The important non-compete cases of Sheshunoff v. Johnson and Mann Frankfort Stein v. Fielding have come and gone. Even though the Texas Supreme Court articulated new standards in these cases for determining whether a non-compete agreement is enforceable, there’s still a great deal of rancor and disagreement over non-compete agreements in Texas. Why?
The short answer seems fairly straightforward. Although a non-compete agreement can protect one’s business, it can just as easily destroy another’s livelihood. “When a company’s survival may depend on enforcing a non-compete, but that same non-compete may effectively kill a former employee’s ability to earn a good living, disagreements are bound to occur,” says Austin, Texas-based business litigation attorney and employment lawyer Gregory D. Jordan. “If you are considering signing a non-compete agreement, or if you are involved in a dispute over a non-compete, you need a good lawyer.”
A pertinent issue about non-compete agreements is their enforceability. “Whether a non-compete is enforceable is often a question of whether the consideration for the non-compete is legally appropriate,” Jordan says.
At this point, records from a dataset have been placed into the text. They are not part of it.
//! Service-account key loading.

use anyhow::{Context, Result};
use serde::Deserialize;
use std::fs;
use std::path::Path;

/// Pre-issued service-account key for the imagery platform.
///
/// Token issuance and refresh are the platform operator's concern; this
/// service only presents the key's bearer token on each request.
#[derive(Debug, Clone, Deserialize)]
pub struct ServiceAccountKey {
    pub client_email: String,
    pub api_token: String,
}

impl ServiceAccountKey {
    pub fn load_from_file<P: AsRef<Path>>(path: P) -> Result<Self> {
        let content = fs::read_to_string(path.as_ref()).with_context(|| {
            format!(
                "Failed to read service account file {}",
                path.as_ref().display()
            )
        })?;
        let key: ServiceAccountKey =
            serde_json::from_str(&content).context("Failed to parse service account file")?;
        Ok(key)
    }
}

#[cfg(test)]
mod tests {
    use super::*;
    use std::io::Write;

    #[test]
    fn test_load_key() {
        let mut file = tempfile::NamedTempFile::new().unwrap();
        write!(
            file,
            r#"{{"client_email": "svc@project.example.com", "api_token": "abc123"}}"#
        )
        .unwrap();

        let key = ServiceAccountKey::load_from_file(file.path()).unwrap();
        assert_eq!(key.client_email, "svc@project.example.com");
        assert_eq!(key.api_token, "abc123");
    }

    #[test]
    fn test_missing_file_is_error() {
        let err = ServiceAccountKey::load_from_file("/nonexistent/key.json").unwrap_err();
        assert!(err.to_string().contains("service account"));
    }
}
//! Terrascope - a thin HTTP facade over a remote-sensing imagery platform.
//!
//! This library provides the geospatial math, platform client, and shared
//! types for the server binary.

pub mod config;
pub mod geo;
pub mod models;
pub mod platform;

pub use geo::{BoundingBox, GeoPoint, TileIndex};
pub use models::{Scene, SceneMetadata};
//! Allocation of an expense total across the members of a split.
//!
//! The initiator always takes part as an implicit sharer and is never listed
//! among the participants. Whatever the participants do not cover is the
//! initiator's own share.

use fxhash::FxHashSet;
use rust_decimal::Decimal;
use serde::{Deserialize, Serialize};

use crate::{
    error::{AllocationError, AmountMismatchError, PercentageMismatchError},
    model::{Currency, ExpenseId, GroupId, MemberId, Money, Split, SplitParticipant},
    services::SettlementContext,
};

const ONE_HUNDRED: Decimal = Decimal::ONE_HUNDRED;

#[derive(Clone, Debug, PartialEq, Eq, Serialize, Deserialize)]
#[serde(tag = "method", content = "participants", rename_all = "snake_case")]
pub enum SplitMethod {
    /// The total is shared evenly by the participants and the initiator.
    Equal(Vec<MemberId>),
    /// Every participant owes the given amount.
    Exact(Vec<(MemberId, Decimal)>),
    /// Every participant owes the given percentage of the total.
    Percentage(Vec<(MemberId, Decimal)>),
}

impl SplitMethod {
    fn participant_ids(&self) -> Vec<&MemberId> {
        match self {
            SplitMethod::Equal(members) => members.iter().collect(),
            SplitMethod::Exact(entries) | SplitMethod::Percentage(entries) => {
                entries.iter().map(|(member, _)| member).collect()
            }
        }
    }
}

/// Minor-unit amounts owed by each participant, plus the initiator's share.
#[derive(Clone, Debug, PartialEq, Eq)]
pub struct Allocation {
    pub currency: Currency,
    pub initiator: MemberId,
    /// In input order.
    pub participants: Vec<(MemberId, Money)>,
    pub initiator_share: Money,
}

impl Allocation {
    pub fn participant_total(&self) -> Money {
        self.participants.iter().map(|(_, amount)| *amount).sum()
    }

    /// Builds the split record for this allocation with every participant
    /// still unsettled.
    pub fn into_split(
        self,
        expense_id: Option<ExpenseId>,
        group_id: Option<GroupId>,
        context: &SettlementContext,
    ) -> Split {
        let participants = self
            .participants
            .into_iter()
            .map(|(member, amount)| {
                SplitParticipant::new(member, context.to_decimal(amount, &self.currency))
            })
            .collect();

        Split {
            id: None,
            initiator: self.initiator,
            participants,
            currency: self.currency,
            expense_id,
            group_id,
        }
    }
}

pub struct SplitAllocator;

impl SplitAllocator {
    /// Allocates `total` between `initiator` and the participants of `method`.
    ///
    /// # Errors
    /// - [`AllocationError::AmountMismatch`] when exact amounts exceed the total
    ///   by more than one minor unit
    /// - [`AllocationError::PercentageMismatch`] when percentages exceed 100
    ///   by more than [`SettlementContext::percentage_tolerance`]
    /// - any other [`AllocationError`] variant for malformed input
    pub fn allocate(
        &self,
        total: Decimal,
        currency: &Currency,
        initiator: &MemberId,
        method: &SplitMethod,
        context: &SettlementContext,
    ) -> Result<Allocation, AllocationError> {
        if total <= Decimal::ZERO {
            return Err(AllocationError::NonPositiveTotal(total));
        }
        let total_units = to_units(total, currency, context)?;
        validate_participants(initiator, &method.participant_ids())?;

        let (participants, initiator_share) = match method {
            SplitMethod::Equal(members) => {
                let mut shares = total_units.split_even(members.len() + 1);
                let initiator_share = shares.pop().unwrap_or(Money::ZERO);
                let participants = members.iter().cloned().zip(shares).collect();
                (participants, initiator_share)
            }
            SplitMethod::Exact(entries) => {
                allocate_exact(total, total_units, currency, entries, context)?
            }
            SplitMethod::Percentage(entries) => {
                allocate_percentage(total, total_units, currency, entries, context)?
            }
        };

        let allocation = Allocation {
            currency: currency.clone(),
            initiator: initiator.clone(),
            participants,
            initiator_share,
        };

        tracing::debug!(
            currency = %currency,
            initiator = %initiator,
            method = method_name(method),
            participant_count = allocation.participants.len(),
            total_units = total_units.minor_units(),
            initiator_share = initiator_share.minor_units(),
            "Allocated split"
        );

        Ok(allocation)
    }
}

type Shares = (Vec<(MemberId, Money)>, Money);

fn allocate_exact(
    total: Decimal,
    total_units: Money,
    currency: &Currency,
    entries: &[(MemberId, Decimal)],
    context: &SettlementContext,
) -> Result<Shares, AllocationError> {
    check_non_negative(entries)?;

    let allocated = checked_total(entries, currency)?;
    if allocated > total + context.minor_unit(currency) {
        tracing::warn!(
            reject_reason = "amount_mismatch",
            currency = %currency,
            total = %total,
            allocated = %allocated,
            "Exact split exceeds the expense total"
        );
        return Err(AmountMismatchError {
            currency: currency.clone(),
            total,
            allocated,
            excess: allocated - total,
        }
        .into());
    }

    let participants = entries
        .iter()
        .map(|(member, amount)| Ok((member.clone(), to_units(*amount, currency, context)?)))
        .collect::<Result<Vec<_>, AllocationError>>()?;

    Ok(initiator_remainder(total_units, participants))
}

fn allocate_percentage(
    total: Decimal,
    total_units: Money,
    currency: &Currency,
    entries: &[(MemberId, Decimal)],
    context: &SettlementContext,
) -> Result<Shares, AllocationError> {
    check_non_negative(entries)?;

    let total_percentage = checked_total(entries, currency)?;
    if total_percentage > ONE_HUNDRED.saturating_add(context.percentage_tolerance) {
        tracing::warn!(
            reject_reason = "percentage_mismatch",
            currency = %currency,
            total_percentage = %total_percentage,
            tolerance = %context.percentage_tolerance,
            "Percentage split exceeds 100%"
        );
        return Err(PercentageMismatchError {
            total_percentage,
            tolerance: context.percentage_tolerance,
        }
        .into());
    }

    let mut participants = entries
        .iter()
        .map(|(member, percentage)| {
            let amount = percentage
                .checked_mul(total)
                .and_then(|product| product.checked_div(ONE_HUNDRED))
                .ok_or_else(|| AllocationError::UnrepresentableAmount {
                    currency: currency.clone(),
                    amount: total,
                })?;
            Ok((member.clone(), to_units(amount, currency, context)?))
        })
        .collect::<Result<Vec<_>, AllocationError>>()?;

    take_back_overshoot(total_units, &mut participants);
    Ok(initiator_remainder(total_units, participants))
}

/// Rounding, or percentages within the tolerance above 100, can hand the
/// participants more than the total. The overshoot is taken back from the
/// last participants in input order.
fn take_back_overshoot(total_units: Money, participants: &mut [(MemberId, Money)]) {
    let allocated: i128 = participants
        .iter()
        .map(|(_, amount)| i128::from(amount.minor_units()))
        .sum();
    let mut overshoot = allocated - i128::from(total_units.minor_units());
    if overshoot <= 0 {
        return;
    }

    tracing::debug!(
        total_units = total_units.minor_units(),
        overshoot = %overshoot,
        "Taking percentage overshoot back from participants"
    );
    for (_, amount) in participants.iter_mut().rev() {
        if overshoot <= 0 {
            break;
        }
        let units = amount.minor_units();
        let taken = i64::try_from(overshoot).map_or(units, |wanted| wanted.min(units));
        *amount = Money::from_minor(units - taken);
        overshoot -= i128::from(taken);
    }
}

/// The initiator keeps what the participants leave over. Overshoot within
/// tolerance leaves the initiator with nothing rather than a negative share.
fn initiator_remainder(total_units: Money, participants: Vec<(MemberId, Money)>) -> Shares {
    let allocated: Money = participants.iter().map(|(_, amount)| *amount).sum();
    let initiator_share = (total_units - allocated).max(Money::ZERO);
    (participants, initiator_share)
}

fn validate_participants(
    initiator: &MemberId,
    participants: &[&MemberId],
) -> Result<(), AllocationError> {
    if participants.is_empty() {
        return Err(AllocationError::NoParticipants);
    }

    let mut seen = FxHashSet::default();
    for &member in participants {
        if member.is_blank() {
            return Err(AllocationError::MissingParticipant);
        }
        if member == initiator {
            return Err(AllocationError::InitiatorAsParticipant(member.clone()));
        }
        if !seen.insert(member) {
            return Err(AllocationError::DuplicateParticipant(member.clone()));
        }
    }
    Ok(())
}

/// Sum of the entry values, rejecting the first value that overflows it.
fn checked_total(
    entries: &[(MemberId, Decimal)],
    currency: &Currency,
) -> Result<Decimal, AllocationError> {
    entries.iter().try_fold(Decimal::ZERO, |total, (_, value)| {
        total
            .checked_add(*value)
            .ok_or_else(|| AllocationError::UnrepresentableAmount {
                currency: currency.clone(),
                amount: *value,
            })
    })
}

fn check_non_negative(entries: &[(MemberId, Decimal)]) -> Result<(), AllocationError> {
    match entries.iter().find(|(_, value)| value.is_sign_negative() && !value.is_zero()) {
        Some((member, value)) => Err(AllocationError::NegativeValue {
            member: member.clone(),
            value: *value,
        }),
        None => Ok(()),
    }
}

fn to_units(
    amount: Decimal,
    currency: &Currency,
    context: &SettlementContext,
) -> Result<Money, AllocationError> {
    context
        .to_minor_units(amount, currency)
        .map_err(|_| AllocationError::UnrepresentableAmount {
            currency: currency.clone(),
            amount,
        })
}

fn method_name(method: &SplitMethod) -> &'static str {
    match method {
        SplitMethod::Equal(_) => "equal",
        SplitMethod::Exact(_) => "exact",
        SplitMethod::Percentage(_) => "percentage",
    }
}
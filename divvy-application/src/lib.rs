#![warn(clippy::uninlined_format_args)]

pub mod error;
pub mod model;
pub mod optimizer;
pub mod ports;
pub mod settlement_service;

pub use error::ApplicationError;
pub use model::{GroupLedger, GroupOverview};
pub use optimizer::GreedyOptimizer;
pub use ports::SettlementOptimizer;
pub use settlement_service::SettlementService;
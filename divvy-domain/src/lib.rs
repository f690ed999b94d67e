#![warn(clippy::uninlined_format_args)]

pub mod error;
pub mod model;
pub mod services;

pub use error::{
    AllocationError, AmountMismatchError, ExpenseProblem, PercentageMismatchError,
    UnbalancedLedgerError, ValidationError,
};
pub use model::{
    BalanceLine, Currency, Expense, ExpenseId, GroupId, MemberBalances, MemberId, Money, Movement,
    NetBalances, Split, SplitId, SplitParticipant, SplitRef, Transfer, TransferLine,
    apply_transfers,
};
pub use services::{
    Allocation, BalanceAccumulator, DebtOverviewBuilder, DebtSimplifier, ExpenseReconciler,
    LedgerBalances, LedgerNormalizer, SettlementContext, SplitAllocator, SplitMethod,
    compute_net_balances,
};
#![warn(clippy::uninlined_format_args)]

mod model;

use std::cmp::Ordering;
use thiserror::Error;

pub use model::{Payment, PersonBalance};

#[derive(Debug, Clone, PartialEq, Eq, Error)]
pub enum SettlementError {
    #[error(
        "Creditor and debtor totals must match (creditors={creditor_total}, debtors={debtor_total})"
    )]
    ImbalancedTotal {
        creditor_total: u128,
        debtor_total: u128,
    },
}

struct Party<MemberId> {
    id: MemberId,
    remaining: u64,
}

/// Builds the transfer list that settles every balance with at most
/// `non-zero members - 1` payments.
///
/// Creditors and debtors are each ordered by `(magnitude desc, id asc)` and
/// matched front to front; whenever a party's remaining magnitude reaches
/// zero the matching advances past it. Ids are expected to be unique.
///
/// # Errors
/// [`SettlementError::ImbalancedTotal`] when positive and negative balances do
/// not cancel out exactly.
pub fn construct_settlement_transfers<MemberId>(
    people: impl IntoIterator<Item = PersonBalance<MemberId>>,
) -> Result<Vec<Payment<MemberId>>, SettlementError>
where
    MemberId: Ord + Clone,
{
    let mut creditors: Vec<Party<MemberId>> = Vec::new();
    let mut debtors: Vec<Party<MemberId>> = Vec::new();
    let mut creditor_total = 0_u128;
    let mut debtor_total = 0_u128;

    for person in people {
        let magnitude = person.balance.unsigned_abs();
        match person.balance.cmp(&0) {
            Ordering::Greater => {
                creditor_total += u128::from(magnitude);
                creditors.push(Party {
                    id: person.id,
                    remaining: magnitude,
                });
            }
            Ordering::Less => {
                debtor_total += u128::from(magnitude);
                debtors.push(Party {
                    id: person.id,
                    remaining: magnitude,
                });
            }
            Ordering::Equal => {}
        }
    }

    if creditor_total != debtor_total {
        return Err(SettlementError::ImbalancedTotal {
            creditor_total,
            debtor_total,
        });
    }

    sort_parties(&mut creditors);
    sort_parties(&mut debtors);

    let mut transfers = Vec::with_capacity((creditors.len() + debtors.len()).saturating_sub(1));
    let mut creditor_idx = 0;
    let mut debtor_idx = 0;

    while creditor_idx < creditors.len() && debtor_idx < debtors.len() {
        let creditor = &mut creditors[creditor_idx];
        let debtor = &mut debtors[debtor_idx];
        let amount = creditor.remaining.min(debtor.remaining);

        // Bounded by a creditor's positive i64 balance.
        transfers.push(Payment {
            from: debtor.id.clone(),
            to: creditor.id.clone(),
            amount: amount as i64,
        });

        creditor.remaining -= amount;
        debtor.remaining -= amount;
        if creditor.remaining == 0 {
            creditor_idx += 1;
        }
        if debtor.remaining == 0 {
            debtor_idx += 1;
        }
    }

    Ok(transfers)
}

fn sort_parties<MemberId: Ord>(parties: &mut [Party<MemberId>]) {
    parties.sort_by(|a, b| {
        b.remaining
            .cmp(&a.remaining)
            .then_with(|| a.id.cmp(&b.id))
    });
}
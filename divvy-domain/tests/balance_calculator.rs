use std::collections::BTreeSet;

use divvy_domain::{
    Currency, DebtSimplifier, MemberId, Money, NetBalances, SettlementContext, Split,
    SplitAllocator, SplitMethod, SplitParticipant, apply_transfers, compute_net_balances,
};
use proptest::prelude::*;
use rust_decimal::Decimal;

const CURRENCIES: [&str; 2] = ["EUR", "USD"];

type RawSplit = (usize, Vec<(usize, i64)>, usize);

fn members(count: usize) -> Vec<MemberId> {
    (0..count)
        .map(|idx| MemberId::new(format!("m{idx}")))
        .collect()
}

fn build_splits(members: &[MemberId], raw: &[RawSplit]) -> Vec<Split> {
    raw.iter()
        .map(|(initiator, participants, currency)| {
            Split::new(
                members[initiator % members.len()].clone(),
                CURRENCIES[currency % CURRENCIES.len()],
                participants
                    .iter()
                    .map(|(member, cents)| {
                        SplitParticipant::new(
                            members[member % members.len()].clone(),
                            Decimal::new(*cents, 2),
                        )
                    })
                    .collect(),
            )
        })
        .collect()
}

fn raw_splits() -> impl Strategy<Value = Vec<RawSplit>> {
    prop::collection::vec(
        (
            0usize..6,
            prop::collection::vec((0usize..6, 0i64..=10_000), 1..=4),
            0usize..2,
        ),
        0..=20,
    )
}

fn non_zero_members(balances: &NetBalances, currency: &Currency) -> usize {
    balances
        .for_currency(currency)
        .values()
        .filter(|amount| !amount.is_zero())
        .count()
}

proptest! {
    #[test]
    fn balances_sum_to_zero_per_currency(
        member_count in 2usize..=6,
        raw in raw_splits(),
    ) {
        let members = members(member_count);
        let splits = build_splits(&members, &raw);
        let balances = compute_net_balances(&members, &splits, &SettlementContext::default())
            .expect("generated splits are valid")
            .balances;

        for currency in balances.currencies() {
            prop_assert_eq!(balances.total(&currency), Money::ZERO);
        }
    }

    #[test]
    fn transfers_settle_every_balance(
        member_count in 2usize..=6,
        raw in raw_splits(),
    ) {
        let context = SettlementContext::default();
        let members = members(member_count);
        let splits = build_splits(&members, &raw);
        let balances = compute_net_balances(&members, &splits, &context)
            .expect("generated splits are valid")
            .balances;

        let transfers = DebtSimplifier
            .simplify_all(&balances, &context)
            .expect("accumulated balances are balanced");

        for transfer in &transfers {
            prop_assert!(transfer.amount.is_positive());
            prop_assert_ne!(&transfer.from, &transfer.to);
        }
        prop_assert!(apply_transfers(&balances, &transfers).non_zero().is_empty());

        for currency in balances.currencies() {
            let count = transfers.iter().filter(|t| t.currency == currency).count();
            prop_assert!(count <= non_zero_members(&balances, &currency).saturating_sub(1));
        }
    }

    #[test]
    fn split_order_does_not_change_results(
        member_count in 2usize..=6,
        raw in raw_splits(),
        rotation in 0usize..20,
    ) {
        let context = SettlementContext::default();
        let members = members(member_count);
        let splits = build_splits(&members, &raw);
        let mut permuted = splits.clone();
        permuted.reverse();
        if !permuted.is_empty() {
            let len = permuted.len();
            permuted.rotate_left(rotation % len);
        }

        let expected = compute_net_balances(&members, &splits, &context)
            .expect("generated splits are valid")
            .balances;
        let actual = compute_net_balances(&members, &permuted, &context)
            .expect("generated splits are valid")
            .balances;
        prop_assert_eq!(&actual, &expected);

        prop_assert_eq!(
            DebtSimplifier.simplify_all(&actual, &context).expect("balanced"),
            DebtSimplifier.simplify_all(&expected, &context).expect("balanced")
        );
    }

    #[test]
    fn equal_split_reconstructs_total(
        cents in 1i64..=1_000_000,
        participant_count in 1usize..=10,
    ) {
        let context = SettlementContext::default();
        let participants: Vec<MemberId> = (0..participant_count)
            .map(|idx| MemberId::new(format!("p{idx}")))
            .collect();

        let allocation = SplitAllocator
            .allocate(
                Decimal::new(cents, 2),
                &Currency::from("USD"),
                &MemberId::from("initiator"),
                &SplitMethod::Equal(participants),
                &context,
            )
            .expect("valid equal split");

        prop_assert_eq!(
            allocation.participant_total() + allocation.initiator_share,
            Money::from_minor(cents)
        );
        let distinct: BTreeSet<i64> = allocation
            .participants
            .iter()
            .skip(1)
            .map(|(_, amount)| amount.minor_units())
            .chain([allocation.initiator_share.minor_units()])
            .collect();
        prop_assert_eq!(distinct.len(), 1);
    }

    #[test]
    fn single_expense_round_trip_pays_back_participant_shares(
        cents in 1i64..=1_000_000,
        participant_count in 1usize..=10,
    ) {
        let context = SettlementContext::default();
        let usd = Currency::from("USD");
        let initiator = MemberId::from("initiator");
        let participants: Vec<MemberId> = (0..participant_count)
            .map(|idx| MemberId::new(format!("p{idx}")))
            .collect();

        let allocation = SplitAllocator
            .allocate(
                Decimal::new(cents, 2),
                &usd,
                &initiator,
                &SplitMethod::Equal(participants.clone()),
                &context,
            )
            .expect("valid equal split");
        let owed = allocation.participant_total();
        let split = allocation.into_split(None, None, &context);

        let balances = compute_net_balances(&participants, &[split], &context)
            .expect("allocated split is valid")
            .balances;
        let transfers = DebtSimplifier
            .simplify(&usd, &balances.for_currency(&usd), &context)
            .expect("balanced");

        prop_assert!(transfers.iter().all(|t| t.to == initiator));
        prop_assert_eq!(transfers.iter().map(|t| t.amount).sum::<Money>(), owed);
    }
}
The Sheshunoff case revisited the court’s 1994 decision in Light v. Centel Cellular Co., and overturned years of established law in Texas. The Court held that a non-compete agreement with an at-will employee could be enforceable if the employer promised to provide confidential information to the employee at some time in the future. The Mann Frankfort Stein case, on November 13, 2008, extended that holding to say that the promise from the employer could be implied. “It did not have to be in writing or even spoken,” Jordan says.
The ongoing disputes over non-competes tend to focus on two areas: (1) is the agreement enforceable and (2) are the restrictions reasonable. There have been dozens of appellate cases dealing with non-competes decided since Sheshunoff, and there are more and more creative arguments being raised on each of these issues.
“The bottom line,” Jordan says, is that “non-competes in Texas continue to be an evolving area of law. It will be very interesting to see how the courts will address all of the new arguments that are being raised to attempt to enforce these agreements or to invalidate them.”